Archie Shepp Day
Archie Shepp (born May 24, 1937) is an American jazz saxophonist.
Shepp was born in Fort Lauderdale, Florida, but raised in Philadelphia, Pennsylvania. He studied piano, clarinet, and alto saxophone before focusing on tenor saxophone. He occasionally plays soprano saxophone and piano. He studied drama at Goddard College from 1955 to 1959.

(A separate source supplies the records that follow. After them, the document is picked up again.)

use std::collections::HashMap;

use procfs::net::{tcp, tcp6, TcpNetEntry, TcpState};
use procfs::process::FDTarget;
use serde::Serialize;
use sysinfo::Networks;

use crate::{Error, Result};

/// One network interface and its addresses.
#[derive(Debug, Serialize)]
pub struct NetInterface {
    pub name: String,
    pub mac: String,
    pub addrs: Vec<String>,
}

/// List network interfaces with their MAC and `addr/prefix` addresses.
pub fn interfaces() -> Vec<NetInterface> {
    let networks = Networks::new_with_refreshed_list();
    networks
        .iter()
        .map(|(name, data)| NetInterface {
            name: name.clone(),
            mac: data.mac_address().to_string(),
            addrs: data
                .ip_networks()
                .iter()
                .map(|ip| format!("{}/{}", ip.addr, ip.prefix))
                .collect(),
        })
        .collect()
}

/// Cumulative per-interface traffic counters.
#[derive(Debug, Serialize)]
pub struct NetIoCounters {
    pub name: String,
    pub bytes_sent: u64,
    pub bytes_recv: u64,
    pub packets_sent: u64,
    pub packets_recv: u64,
    pub err_in: u64,
    pub err_out: u64,
}

/// IO counters for all interfaces, or for a single named one.
///
/// Fails with [`Error::InterfaceNotFound`] when a name is given and no such
/// interface exists.
pub fn io_counters(interface: Option<&str>) -> Result<Vec<NetIoCounters>> {
    let networks = Networks::new_with_refreshed_list();
    let stats: Vec<NetIoCounters> = networks
        .iter()
        .map(|(name, data)| NetIoCounters {
            name: name.clone(),
            bytes_sent: data.total_transmitted(),
            bytes_recv: data.total_received(),
            packets_sent: data.total_packets_transmitted(),
            packets_recv: data.total_packets_received(),
            err_in: data.total_errors_on_received(),
            err_out: data.total_errors_on_transmitted(),
        })
        .collect();

    match interface {
        None | Some("") => Ok(stats),
        Some(name) => stats
            .into_iter()
            .find(|s| s.name == name)
            .map(|s| vec![s])
            .ok_or_else(|| Error::InterfaceNotFound(name.to_string())),
    }
}

/// One TCP socket from the kernel's connection table.
///
/// `name` renders "ip:port" for listeners and "ip:port->ip:port" for
/// everything else; `pid`/`fd` are 0 when the owning process could not be
/// identified (it exited, or its fd table is not readable).
#[derive(Debug, Serialize)]
pub struct TcpConnection {
    pub fd: u32,
    pub pid: i32,
    pub node: String,
    pub name: String,
    pub status: String,
}

/// List every TCP connection (v4 and v6) visible in /proc/net.
pub fn tcp_connections() -> Result<Vec<TcpConnection>> {
    connection_table(None)
}

/// List TCP connections owned by `pid`.
pub fn tcp_connections_for(pid: u32) -> Result<Vec<TcpConnection>> {
    connection_table(Some(pid))
}

fn connection_table(pid: Option<u32>) -> Result<Vec<TcpConnection>> {
    let owners = socket_owners();

    let mut entries = tcp()?;
    match tcp6() {
        Ok(v6) => entries.extend(v6),
        // Hosts with ipv6 disabled have no /proc/net/tcp6.
        Err(e) => tracing::debug!("no tcp6 table: {e}"),
    }

    let stats = entries
        .into_iter()
        .filter_map(|entry| {
            let (owner_pid, fd) = owners.get(&entry.inode).copied().unwrap_or((0, 0));
            if let Some(want) = pid {
                if owner_pid != want as i32 {
                    return None;
                }
            }
            Some(TcpConnection {
                fd,
                pid: owner_pid,
                node: "TCP".to_string(),
                name: connection_name(&entry),
                status: state_name(&entry.state).to_string(),
            })
        })
        .collect();
    Ok(stats)
}

/// Map socket inodes to their owning (pid, fd) by walking /proc/<pid>/fd.
///
/// Processes whose fd tables cannot be read (permissions, races with exit)
/// are skipped; their sockets stay unattributed.
fn socket_owners() -> HashMap<u64, (i32, u32)> {
    let mut owners = HashMap::new();
    let Ok(procs) = procfs::process::all_processes() else {
        return owners;
    };
    for proc in procs.flatten() {
        let Ok(fds) = proc.fd() else { continue };
        for fd in fds.flatten() {
            if let FDTarget::Socket(inode) = fd.target {
                owners.insert(inode, (proc.pid, fd.fd as u32));
            }
        }
    }
    owners
}

fn connection_name(entry: &TcpNetEntry) -> String {
    if matches!(entry.state, TcpState::Listen) {
        format!("{}", entry.local_address)
    } else {
        format!("{}->{}", entry.local_address, entry.remote_address)
    }
}

fn state_name(state: &TcpState) -> &'static str {
    match state {
        TcpState::Established => "ESTABLISHED",
        TcpState::SynSent => "SYN_SENT",
        TcpState::SynRecv => "SYN_RECV",
        TcpState::FinWait1 => "FIN_WAIT1",
        TcpState::FinWait2 => "FIN_WAIT2",
        TcpState::TimeWait => "TIME_WAIT",
        TcpState::Close => "CLOSE",
        TcpState::CloseWait => "CLOSE_WAIT",
        TcpState::LastAck => "LAST_ACK",
        TcpState::Listen => "LISTEN",
        TcpState::Closing => "CLOSING",
        _ => "UNKNOWN",
    }
}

He played in a Latin jazz band for a short time before joining the band of avant-garde pianist Cecil Taylor. Shepp’s first recording under his own name, Archie Shepp – Bill Dixon Quartet, was released on Savoy Records in 1962 and featured a composition by Ornette Coleman. Along with John Tchicaiand Don Cherry, he was a member of the New York Contemporary Five. John Coltrane‘s admiration led to recordings for Impulse! Records, the first of which was Four for Trane in 1964, an album of mainly Coltrane compositions on which he was joined by trombonist Roswell Rudd, bassist Reggie Workman and alto player John Tchicai.
Shepp participated in the sessions for Coltrane’s A Love Supreme in late 1964, but none of the takes he participated in were included on the final LP release (they were made available for the first time on a 2002 reissue). However, Shepp, along with Tchicai and others from the Four for Tranesessions, then recorded Ascension with Coltrane in 1965, and his place alongside Coltrane at the forefront of the avant-garde jazz scene was epitomized when the pair split a record (the first side a Coltrane set, the second a Shepp set) entitled New Thing at Newport released in late 1965.